[WORK REQUIRED] Only one stretch of the records below should be repeated. It starts with the line containing "pub fn quantiles(&self, qs: &[f64])" and goes on through the line containing "fn flush(&mut self)", exactly as written.

*** GIVEN RECORDS ***

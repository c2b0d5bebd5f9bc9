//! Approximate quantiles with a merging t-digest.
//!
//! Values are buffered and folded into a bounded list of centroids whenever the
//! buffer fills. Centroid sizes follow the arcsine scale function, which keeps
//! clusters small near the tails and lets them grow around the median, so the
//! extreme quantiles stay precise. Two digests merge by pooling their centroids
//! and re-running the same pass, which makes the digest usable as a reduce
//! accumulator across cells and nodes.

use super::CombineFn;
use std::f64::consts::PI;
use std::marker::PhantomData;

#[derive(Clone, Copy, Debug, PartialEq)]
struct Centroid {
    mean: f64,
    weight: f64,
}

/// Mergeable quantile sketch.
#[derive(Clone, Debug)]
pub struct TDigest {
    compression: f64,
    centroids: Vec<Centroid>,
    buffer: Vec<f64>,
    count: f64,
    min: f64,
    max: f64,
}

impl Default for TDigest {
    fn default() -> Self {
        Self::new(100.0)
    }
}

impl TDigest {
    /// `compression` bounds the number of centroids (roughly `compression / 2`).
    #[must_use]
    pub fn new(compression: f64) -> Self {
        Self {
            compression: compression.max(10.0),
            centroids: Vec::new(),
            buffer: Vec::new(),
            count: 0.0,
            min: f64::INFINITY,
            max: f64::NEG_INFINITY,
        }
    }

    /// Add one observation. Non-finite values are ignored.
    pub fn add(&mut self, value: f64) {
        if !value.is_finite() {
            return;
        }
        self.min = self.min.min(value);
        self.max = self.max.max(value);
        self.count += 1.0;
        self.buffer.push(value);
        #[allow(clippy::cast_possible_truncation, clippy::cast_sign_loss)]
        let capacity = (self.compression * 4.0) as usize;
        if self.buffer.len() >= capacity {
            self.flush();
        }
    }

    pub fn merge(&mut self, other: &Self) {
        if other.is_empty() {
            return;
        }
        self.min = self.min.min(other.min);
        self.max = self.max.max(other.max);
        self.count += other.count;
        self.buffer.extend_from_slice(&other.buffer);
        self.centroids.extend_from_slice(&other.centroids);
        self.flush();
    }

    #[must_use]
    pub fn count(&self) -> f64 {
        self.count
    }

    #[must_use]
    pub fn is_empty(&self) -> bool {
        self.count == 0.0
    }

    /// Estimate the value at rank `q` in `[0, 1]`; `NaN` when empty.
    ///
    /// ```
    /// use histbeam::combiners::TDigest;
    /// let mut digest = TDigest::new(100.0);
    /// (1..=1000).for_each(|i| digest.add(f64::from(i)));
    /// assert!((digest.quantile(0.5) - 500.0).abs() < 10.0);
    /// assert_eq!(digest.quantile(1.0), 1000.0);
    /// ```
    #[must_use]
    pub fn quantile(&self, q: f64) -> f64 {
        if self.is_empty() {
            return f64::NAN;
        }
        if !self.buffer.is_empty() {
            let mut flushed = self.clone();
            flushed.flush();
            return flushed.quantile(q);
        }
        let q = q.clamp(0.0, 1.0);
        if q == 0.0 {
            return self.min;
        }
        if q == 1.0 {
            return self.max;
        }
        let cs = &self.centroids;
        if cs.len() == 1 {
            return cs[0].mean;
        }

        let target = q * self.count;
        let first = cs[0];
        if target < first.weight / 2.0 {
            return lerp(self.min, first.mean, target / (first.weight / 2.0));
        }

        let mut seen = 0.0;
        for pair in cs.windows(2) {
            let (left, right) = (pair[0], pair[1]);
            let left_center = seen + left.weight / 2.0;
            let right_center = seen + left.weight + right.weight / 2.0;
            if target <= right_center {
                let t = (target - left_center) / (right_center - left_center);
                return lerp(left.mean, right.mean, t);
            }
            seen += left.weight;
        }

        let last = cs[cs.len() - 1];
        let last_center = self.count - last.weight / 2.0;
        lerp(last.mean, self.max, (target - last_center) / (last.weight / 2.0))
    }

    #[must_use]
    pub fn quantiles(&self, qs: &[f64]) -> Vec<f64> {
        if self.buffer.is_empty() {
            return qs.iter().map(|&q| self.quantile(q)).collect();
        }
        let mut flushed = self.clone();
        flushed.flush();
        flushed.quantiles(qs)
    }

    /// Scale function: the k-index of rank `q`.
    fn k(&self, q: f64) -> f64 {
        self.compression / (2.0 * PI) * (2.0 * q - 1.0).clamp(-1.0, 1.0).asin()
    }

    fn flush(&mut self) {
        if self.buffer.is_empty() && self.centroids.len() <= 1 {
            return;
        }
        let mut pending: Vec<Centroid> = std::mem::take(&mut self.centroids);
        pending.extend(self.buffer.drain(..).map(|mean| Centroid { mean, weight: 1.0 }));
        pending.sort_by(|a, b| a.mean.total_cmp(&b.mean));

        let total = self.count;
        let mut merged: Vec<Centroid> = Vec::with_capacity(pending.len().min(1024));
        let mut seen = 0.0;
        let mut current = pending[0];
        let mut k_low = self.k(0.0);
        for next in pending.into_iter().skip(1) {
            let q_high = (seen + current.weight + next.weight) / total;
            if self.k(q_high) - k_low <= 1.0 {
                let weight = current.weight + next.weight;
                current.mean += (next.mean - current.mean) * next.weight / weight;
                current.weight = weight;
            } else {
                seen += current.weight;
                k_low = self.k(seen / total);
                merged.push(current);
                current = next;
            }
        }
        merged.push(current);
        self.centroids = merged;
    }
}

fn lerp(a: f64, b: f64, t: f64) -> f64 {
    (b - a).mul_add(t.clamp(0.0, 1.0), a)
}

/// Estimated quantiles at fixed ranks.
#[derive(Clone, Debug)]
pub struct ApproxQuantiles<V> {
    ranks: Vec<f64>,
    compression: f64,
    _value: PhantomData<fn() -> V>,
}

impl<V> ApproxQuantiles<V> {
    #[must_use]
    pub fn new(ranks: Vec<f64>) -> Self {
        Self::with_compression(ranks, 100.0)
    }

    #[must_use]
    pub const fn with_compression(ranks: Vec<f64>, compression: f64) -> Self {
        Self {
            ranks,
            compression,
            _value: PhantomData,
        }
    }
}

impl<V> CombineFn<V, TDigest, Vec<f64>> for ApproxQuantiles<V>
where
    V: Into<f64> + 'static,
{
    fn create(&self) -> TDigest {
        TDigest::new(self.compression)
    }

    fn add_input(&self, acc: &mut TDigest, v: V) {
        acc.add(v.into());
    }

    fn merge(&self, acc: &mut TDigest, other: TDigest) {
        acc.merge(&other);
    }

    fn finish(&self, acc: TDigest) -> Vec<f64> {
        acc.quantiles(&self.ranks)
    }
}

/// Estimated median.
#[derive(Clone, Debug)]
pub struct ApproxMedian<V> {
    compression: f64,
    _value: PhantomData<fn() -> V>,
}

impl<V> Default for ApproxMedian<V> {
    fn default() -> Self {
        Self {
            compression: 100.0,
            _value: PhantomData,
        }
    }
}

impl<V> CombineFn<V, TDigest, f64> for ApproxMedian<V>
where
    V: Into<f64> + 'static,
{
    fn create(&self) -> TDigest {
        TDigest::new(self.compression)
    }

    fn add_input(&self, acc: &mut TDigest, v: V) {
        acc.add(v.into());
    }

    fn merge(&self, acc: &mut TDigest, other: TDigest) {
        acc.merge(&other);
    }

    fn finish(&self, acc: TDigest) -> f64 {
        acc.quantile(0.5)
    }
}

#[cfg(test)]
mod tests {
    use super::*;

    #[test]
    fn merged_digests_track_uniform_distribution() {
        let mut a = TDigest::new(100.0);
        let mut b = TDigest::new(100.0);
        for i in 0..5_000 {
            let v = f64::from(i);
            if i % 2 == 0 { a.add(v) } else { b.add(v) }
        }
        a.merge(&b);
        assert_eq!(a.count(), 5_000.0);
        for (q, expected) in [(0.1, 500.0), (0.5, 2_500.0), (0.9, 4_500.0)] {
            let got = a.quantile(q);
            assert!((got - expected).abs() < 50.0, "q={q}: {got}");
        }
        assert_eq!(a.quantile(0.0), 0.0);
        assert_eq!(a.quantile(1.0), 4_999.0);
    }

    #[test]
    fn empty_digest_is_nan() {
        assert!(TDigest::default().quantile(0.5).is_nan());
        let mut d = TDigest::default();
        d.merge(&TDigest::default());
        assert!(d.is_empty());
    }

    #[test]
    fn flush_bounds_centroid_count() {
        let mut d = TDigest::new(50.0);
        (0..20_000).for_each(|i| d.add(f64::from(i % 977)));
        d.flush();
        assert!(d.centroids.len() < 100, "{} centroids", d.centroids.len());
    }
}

*** End of GIVEN RECORDS ***

[ANSWER BELOW]
    pub fn quantiles(&self, qs: &[f64]) -> Vec<f64> {
        if self.buffer.is_empty() {
            return qs.iter().map(|&q| self.quantile(q)).collect();
        }
        let mut flushed = self.clone();
        flushed.flush();
        flushed.quantiles(qs)
    }

    /// Scale function: the k-index of rank `q`.
    fn k(&self, q: f64) -> f64 {
        self.compression / (2.0 * PI) * (2.0 * q - 1.0).clamp(-1.0, 1.0).asin()
    }

    fn flush(&mut self) {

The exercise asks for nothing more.